Quaternary structure of the yeast Arc1p-aminoacyl-tRNA synthetase complex in solution and its compaction upon binding of tRNAs

In the yeast Saccharomyces cerevisiae, the aminoacyl-tRNA synthetases (aaRS) GluRS and MetRS form a complex with the auxiliary protein cofactor Arc1p. The latter binds the N-terminal domains of both synthetases increasing their affinity for the transfer-RNA (tRNA) substrates tRNA^Met and tRNA^Glu. Until now, structural information was available only on the enzymatic domains of the individual aaRSs but not on their complexes with associated cofactors. We have analysed the yeast Arc1p-complexes in solution by small-angle X-ray scattering (SAXS). The ternary complex of MetRS and GluRS with Arc1p, displays a peculiar extended star-like shape, implying possible flexibility of the complex. We reconstituted in vitro a pentameric complex and demonstrated by electrophoretic mobility shift assay that the complex is active and contains tRNA^Met and tRNA^Glu, in addition to the three protein partners.

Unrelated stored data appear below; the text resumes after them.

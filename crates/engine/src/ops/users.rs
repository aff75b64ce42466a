use chrono::Utc;
use sea_orm::{
    ActiveValue, DatabaseTransaction, TransactionTrait, prelude::*, sea_query::OnConflict,
};

use crate::{
    Category, Currency, DEFAULT_CATEGORIES, EngineError, ResultEngine, User, categories,
    emergency_funds, users, util::normalize_category_key,
};

use super::{Engine, with_tx};

impl Engine {
    /// Return the user, creating it on first sight.
    ///
    /// A new user gets the default currency, the 50/30/20 categories and an
    /// empty emergency fund.
    pub async fn ensure_user(&self, user_id: &str) -> ResultEngine<User> {
        with_tx!(self, |db_tx| self.require_user(&db_tx, user_id).await)
    }

    pub async fn set_currency(&self, user_id: &str, code: &str) -> ResultEngine<User> {
        let currency = Currency::try_from(code)?;
        with_tx!(self, |db_tx| {
            let user = self.require_user(&db_tx, user_id).await?;
            let active = users::ActiveModel {
                id: ActiveValue::Unchanged(user.id.clone()),
                currency: ActiveValue::Set(currency.code().to_string()),
                created_at: ActiveValue::NotSet,
            };
            active.update(&db_tx).await?;
            Ok(User { currency, ..user })
        })
    }

    pub(super) async fn require_user(
        &self,
        db_tx: &DatabaseTransaction,
        user_id: &str,
    ) -> ResultEngine<User> {
        let user_id = user_id.trim();
        if user_id.is_empty() {
            return Err(EngineError::InvalidId("user id must not be empty".to_string()));
        }
        if let Some(model) = users::Entity::find_by_id(user_id.to_string())
            .one(db_tx)
            .await?
        {
            return Ok(model.into());
        }

        let model = users::Model {
            id: user_id.to_string(),
            currency: Currency::DEFAULT_CODE.to_string(),
            created_at: Utc::now(),
        };
        let inserted = users::Entity::insert(users::ActiveModel::from(model.clone()))
            .on_conflict(
                OnConflict::column(users::Column::Id)
                    .do_nothing()
                    .to_owned(),
            )
            .exec_without_returning(db_tx)
            .await?;
        if inserted == 0 {
            // Created concurrently, seeding belongs to the winner.
            let existing = users::Entity::find_by_id(user_id.to_string())
                .one(db_tx)
                .await?
                .ok_or_else(|| EngineError::KeyNotFound("user not exists".to_string()))?;
            return Ok(existing.into());
        }

        Self::seed_user(db_tx, user_id).await?;
        tracing::info!("created user {user_id}");
        Ok(model.into())
    }

    async fn seed_user(db_tx: &DatabaseTransaction, user_id: &str) -> ResultEngine<()> {
        for (position, (name, color, percent)) in DEFAULT_CATEGORIES.into_iter().enumerate() {
            let category = Category::new(name.to_string(), color.to_string(), percent);
            let mut active: categories::ActiveModel = (&category).into();
            active.user_id = ActiveValue::Set(user_id.to_string());
            active.name_norm = ActiveValue::Set(normalize_category_key(name)?);
            active.position = ActiveValue::Set(position as i64);
            active.insert(db_tx).await?;
        }

        emergency_funds::ActiveModel {
            user_id: ActiveValue::Set(user_id.to_string()),
            goal_minor: ActiveValue::Set(0),
            current_minor: ActiveValue::Set(0),
        }
        .insert(db_tx)
        .await?;
        Ok(())
    }
}
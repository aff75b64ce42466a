//! Initial schema.
//!
//! - `users`: owners of every other row, keyed by the identity provider id
//! - `incomes` / `expenses`: money in and out, with a frequency and a date
//! - `categories`: budget envelopes with a share of the monthly income
//! - `monthly_budget_plans`: planned items per category and month
//! - `savings_goals` / `emergency_funds`: savings tracking

use sea_orm_migration::prelude::*;

#[derive(DeriveMigrationName)]
pub struct Migration;

// ─────────────────────────────────────────────────────────────────────────────
// Table identifiers
// ─────────────────────────────────────────────────────────────────────────────

#[derive(Iden)]
enum Users {
    Table,
    Id,
    Currency,
    CreatedAt,
}

#[derive(Iden)]
enum Incomes {
    Table,
    Id,
    UserId,
    Source,
    AmountMinor,
    Frequency,
    Date,
    CreatedAt,
}

#[derive(Iden)]
enum Expenses {
    Table,
    Id,
    UserId,
    Description,
    AmountMinor,
    CategoryId,
    Frequency,
    Date,
    CreatedAt,
}

#[derive(Iden)]
enum Categories {
    Table,
    Id,
    UserId,
    Name,
    NameNorm,
    Color,
    BudgetPercent,
    Position,
}

#[derive(Iden)]
enum MonthlyBudgetPlans {
    Table,
    UserId,
    MonthKey,
    Plan,
    GrandTotalMinor,
    UpdatedAt,
}

#[derive(Iden)]
enum SavingsGoals {
    Table,
    Id,
    UserId,
    Name,
    GoalMinor,
    SavedMinor,
    Achieved,
    TargetDate,
    MonthlyCommitmentMinor,
    CreatedAt,
}

#[derive(Iden)]
enum EmergencyFunds {
    Table,
    UserId,
    GoalMinor,
    CurrentMinor,
}

fn user_fk(name: &str, table: impl IntoIden + 'static, column: impl IntoIden + 'static) -> ForeignKeyCreateStatement {
    ForeignKey::create()
        .name(name)
        .from(table, column)
        .to(Users::Table, Users::Id)
        .on_delete(ForeignKeyAction::Cascade)
        .to_owned()
}

// ─────────────────────────────────────────────────────────────────────────────
// Migration implementation
// ─────────────────────────────────────────────────────────────────────────────

#[async_trait::async_trait]
impl MigrationTrait for Migration {
    async fn up(&self, manager: &SchemaManager) -> Result<(), DbErr> {
        manager
            .create_table(
                Table::create()
                    .table(Users::Table)
                    .if_not_exists()
                    .col(ColumnDef::new(Users::Id).string().not_null().primary_key())
                    .col(
                        ColumnDef::new(Users::Currency)
                            .string()
                            .not_null()
                            .default("USD"),
                    )
                    .col(
                        ColumnDef::new(Users::CreatedAt)
                            .timestamp_with_time_zone()
                            .not_null(),
                    )
                    .to_owned(),
            )
            .await?;

        manager
            .create_table(
                Table::create()
                    .table(Incomes::Table)
                    .if_not_exists()
                    .col(ColumnDef::new(Incomes::Id).string().not_null().primary_key())
                    .col(ColumnDef::new(Incomes::UserId).string().not_null())
                    .col(ColumnDef::new(Incomes::Source).string().not_null())
                    .col(ColumnDef::new(Incomes::AmountMinor).big_integer().not_null())
                    .col(ColumnDef::new(Incomes::Frequency).string())
                    .col(ColumnDef::new(Incomes::Date).string())
                    .col(
                        ColumnDef::new(Incomes::CreatedAt)
                            .timestamp_with_time_zone()
                            .not_null(),
                    )
                    .foreign_key(&mut user_fk(
                        "fk-incomes-user_id",
                        Incomes::Table,
                        Incomes::UserId,
                    ))
                    .to_owned(),
            )
            .await?;

        manager
            .create_table(
                Table::create()
                    .table(Categories::Table)
                    .if_not_exists()
                    .col(
                        ColumnDef::new(Categories::Id)
                            .string()
                            .not_null()
                            .primary_key(),
                    )
                    .col(ColumnDef::new(Categories::UserId).string().not_null())
                    .col(ColumnDef::new(Categories::Name).string().not_null())
                    .col(ColumnDef::new(Categories::NameNorm).string().not_null())
                    .col(ColumnDef::new(Categories::Color).string().not_null())
                    .col(
                        ColumnDef::new(Categories::BudgetPercent)
                            .integer()
                            .not_null()
                            .default(0),
                    )
                    .col(ColumnDef::new(Categories::Position).big_integer().not_null())
                    .foreign_key(&mut user_fk(
                        "fk-categories-user_id",
                        Categories::Table,
                        Categories::UserId,
                    ))
                    .to_owned(),
            )
            .await?;

        manager
            .create_index(
                Index::create()
                    .name("idx-categories-user_id-name_norm-unique")
                    .table(Categories::Table)
                    .col(Categories::UserId)
                    .col(Categories::NameNorm)
                    .unique()
                    .to_owned(),
            )
            .await?;

        // `category_id` is a loose reference: deleting a category keeps its
        // expenses, which then count as uncategorized.
        manager
            .create_table(
                Table::create()
                    .table(Expenses::Table)
                    .if_not_exists()
                    .col(ColumnDef::new(Expenses::Id).string().not_null().primary_key())
                    .col(ColumnDef::new(Expenses::UserId).string().not_null())
                    .col(ColumnDef::new(Expenses::Description).string().not_null())
                    .col(ColumnDef::new(Expenses::AmountMinor).big_integer().not_null())
                    .col(ColumnDef::new(Expenses::CategoryId).string())
                    .col(ColumnDef::new(Expenses::Frequency).string())
                    .col(ColumnDef::new(Expenses::Date).string())
                    .col(
                        ColumnDef::new(Expenses::CreatedAt)
                            .timestamp_with_time_zone()
                            .not_null(),
                    )
                    .foreign_key(&mut user_fk(
                        "fk-expenses-user_id",
                        Expenses::Table,
                        Expenses::UserId,
                    ))
                    .to_owned(),
            )
            .await?;

        manager
            .create_index(
                Index::create()
                    .name("idx-expenses-user_id-category_id")
                    .table(Expenses::Table)
                    .col(Expenses::UserId)
                    .col(Expenses::CategoryId)
                    .to_owned(),
            )
            .await?;

        manager
            .create_table(
                Table::create()
                    .table(MonthlyBudgetPlans::Table)
                    .if_not_exists()
                    .col(
                        ColumnDef::new(MonthlyBudgetPlans::UserId)
                            .string()
                            .not_null(),
                    )
                    .col(
                        ColumnDef::new(MonthlyBudgetPlans::MonthKey)
                            .string()
                            .not_null(),
                    )
                    .col(ColumnDef::new(MonthlyBudgetPlans::Plan).text().not_null())
                    .col(
                        ColumnDef::new(MonthlyBudgetPlans::GrandTotalMinor)
                            .big_integer()
                            .not_null(),
                    )
                    .col(
                        ColumnDef::new(MonthlyBudgetPlans::UpdatedAt)
                            .timestamp_with_time_zone()
                            .not_null(),
                    )
                    .primary_key(
                        Index::create()
                            .col(MonthlyBudgetPlans::UserId)
                            .col(MonthlyBudgetPlans::MonthKey),
                    )
                    .foreign_key(&mut user_fk(
                        "fk-monthly_budget_plans-user_id",
                        MonthlyBudgetPlans::Table,
                        MonthlyBudgetPlans::UserId,
                    ))
                    .to_owned(),
            )
            .await?;

        manager
            .create_table(
                Table::create()
                    .table(SavingsGoals::Table)
                    .if_not_exists()
                    .col(
                        ColumnDef::new(SavingsGoals::Id)
                            .string()
                            .not_null()
                            .primary_key(),
                    )
                    .col(ColumnDef::new(SavingsGoals::UserId).string().not_null())
                    .col(ColumnDef::new(SavingsGoals::Name).string().not_null())
                    .col(ColumnDef::new(SavingsGoals::GoalMinor).big_integer().not_null())
                    .col(
                        ColumnDef::new(SavingsGoals::SavedMinor)
                            .big_integer()
                            .not_null()
                            .default(0),
                    )
                    .col(
                        ColumnDef::new(SavingsGoals::Achieved)
                            .boolean()
                            .not_null()
                            .default(false),
                    )
                    .col(ColumnDef::new(SavingsGoals::TargetDate).string())
                    .col(
                        ColumnDef::new(SavingsGoals::MonthlyCommitmentMinor)
                            .big_integer()
                            .not_null()
                            .default(0),
                    )
                    .col(
                        ColumnDef::new(SavingsGoals::CreatedAt)
                            .timestamp_with_time_zone()
                            .not_null(),
                    )
                    .foreign_key(&mut user_fk(
                        "fk-savings_goals-user_id",
                        SavingsGoals::Table,
                        SavingsGoals::UserId,
                    ))
                    .to_owned(),
            )
            .await?;

        manager
            .create_table(
                Table::create()
                    .table(EmergencyFunds::Table)
                    .if_not_exists()
                    .col(
                        ColumnDef::new(EmergencyFunds::UserId)
                            .string()
                            .not_null()
                            .primary_key(),
                    )
                    .col(
                        ColumnDef::new(EmergencyFunds::GoalMinor)
                            .big_integer()
                            .not_null()
                            .default(0),
                    )
                    .col(
                        ColumnDef::new(EmergencyFunds::CurrentMinor)
                            .big_integer()
                            .not_null()
                            .default(0),
                    )
                    .foreign_key(&mut user_fk(
                        "fk-emergency_funds-user_id",
                        EmergencyFunds::Table,
                        EmergencyFunds::UserId,
                    ))
                    .to_owned(),
            )
            .await?;

        Ok(())
    }

    async fn down(&self, manager: &SchemaManager) -> Result<(), DbErr> {
        // Reverse order of creation.
        manager
            .drop_table(Table::drop().table(EmergencyFunds::Table).to_owned())
            .await?;
        manager
            .drop_table(Table::drop().table(SavingsGoals::Table).to_owned())
            .await?;
        manager
            .drop_table(Table::drop().table(MonthlyBudgetPlans::Table).to_owned())
            .await?;
        manager
            .drop_table(Table::drop().table(Expenses::Table).to_owned())
            .await?;
        manager
            .drop_table(Table::drop().table(Categories::Table).to_owned())
            .await?;
        manager
            .drop_table(Table::drop().table(Incomes::Table).to_owned())
            .await?;
        manager
            .drop_table(Table::drop().table(Users::Table).to_owned())
            .await?;
        Ok(())
    }
}
/// Sum of the monthly equivalents of `records`.
pub fn monthly_projection<'a, R, I>(records: I, month: MonthKey) -> Projection
where
    R: MonthlyRecord + 'a,
    I: IntoIterator<Item = &'a R>,
{
    let mut projection = Projection::default();
    for record in records {
        match monthly_equivalent(record, month) {
            Some(amount) => projection.total += amount,
            None => projection.warnings.push(BudgetWarning::MissingDate {
                record_id: record.record_id(),
            }),
        }
    }
    projection
}

/// Budget status of one category for a month.
#[derive(Clone, Debug, PartialEq, Serialize, Deserialize)]
pub struct CategorySummary {
    pub category_id: Uuid,
    pub name: String,
    pub color: String,
    pub budget_percent: u8,
    pub budget_amount: Money,
    pub spent: Money,
    /// Negative when the category is overspent.
    pub remaining: Money,
    /// True ratio, may exceed 100.
    pub utilization_percent: f64,
    /// `utilization_percent` clamped to 100, for progress bars.
    pub utilization_capped: f64,
}

/// Per-category budget, spend and utilization, in the order of `categories`.
///
/// Expenses whose `category_id` matches no category do not count towards
/// any of them.
pub fn build_category_summary(
    categories: &[Category],
    monthly_income_total: Money,
    expenses: &[Expense],
    month: MonthKey,
) -> Vec<CategorySummary> {
    categories
        .iter()
        .map(|category| {
            let budget_amount = monthly_income_total.percent(category.budget_percent);
            let spent: Money = expenses
                .iter()
                .filter(|expense| expense.category_id == Some(category.id))
                .filter_map(|expense| monthly_equivalent(expense, month))
                .sum();
            let utilization_percent = spent.ratio_percent(budget_amount);

            CategorySummary {
                category_id: category.id,
                name: category.name.clone(),
                color: category.color.clone(),
                budget_percent: category.budget_percent,
                budget_amount,
                spent,
                remaining: budget_amount - spent,
                utilization_percent,
                utilization_capped: utilization_percent.min(100.0),
            }
        })
        .collect()
}

/// Warns when the percentages of `categories` do not add up to 100.
pub fn check_percent_total(categories: &[Category]) -> Option<BudgetWarning> {
    let total: u32 = categories
        .iter()
        .map(|category| u32::from(category.budget_percent))
        .sum();
    (total != 100).then_some(BudgetWarning::PercentTotalMismatch { total })
}

/// Everything the dashboard shows for a month.
#[derive(Clone, Debug, PartialEq, Serialize, Deserialize)]
pub struct MonthlySummary {
    pub month: MonthKey,
    pub total_income: Money,
    pub total_expenses: Money,
    /// Budgets are allocated from the whole monthly income.
    pub total_budgeted: Money,
    pub categories: Vec<CategorySummary>,
    /// Spend of expenses without a (still existing) category.
    pub uncategorized_spent: Money,
    pub warnings: Vec<BudgetWarning>,
}

pub fn summarize_month(
    income: &[Income],
    expenses: &[Expense],
    categories: &[Category],
    month: MonthKey,
) -> MonthlySummary {
    let income_projection = monthly_projection(income, month);
    let expense_projection = monthly_projection(expenses, month);
    let summaries = build_category_summary(categories, income_projection.total, expenses, month);

    let known: HashSet<Uuid> = categories.iter().map(|category| category.id).collect();
    let uncategorized_spent = expenses
        .iter()
        .filter(|expense| !expense.category_id.is_some_and(|id| known.contains(&id)))
        .filter_map(|expense| monthly_equivalent(expense, month))
        .sum();

    let mut warnings = Vec::new();
    warnings.extend(check_percent_total(categories));
    warnings.extend(income_projection.warnings);
    warnings.extend(expense_projection.warnings);

    MonthlySummary {
        month,
        total_income: income_projection.total,
        total_expenses: expense_projection.total,
        total_budgeted: income_projection.total,
        categories: summaries,
        uncategorized_spent,
        warnings,
    }
}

SAXS reveals that binding of the tRNAs leads to a dramatic compaction of the pentameric complex compared to the ternary one. A hybrid low-resolution model of the pentameric complex is constructed rationalizing the compaction effect by the interactions of negatively charged tRNA backbones with the positively charged tRNA-binding domains of the synthetases.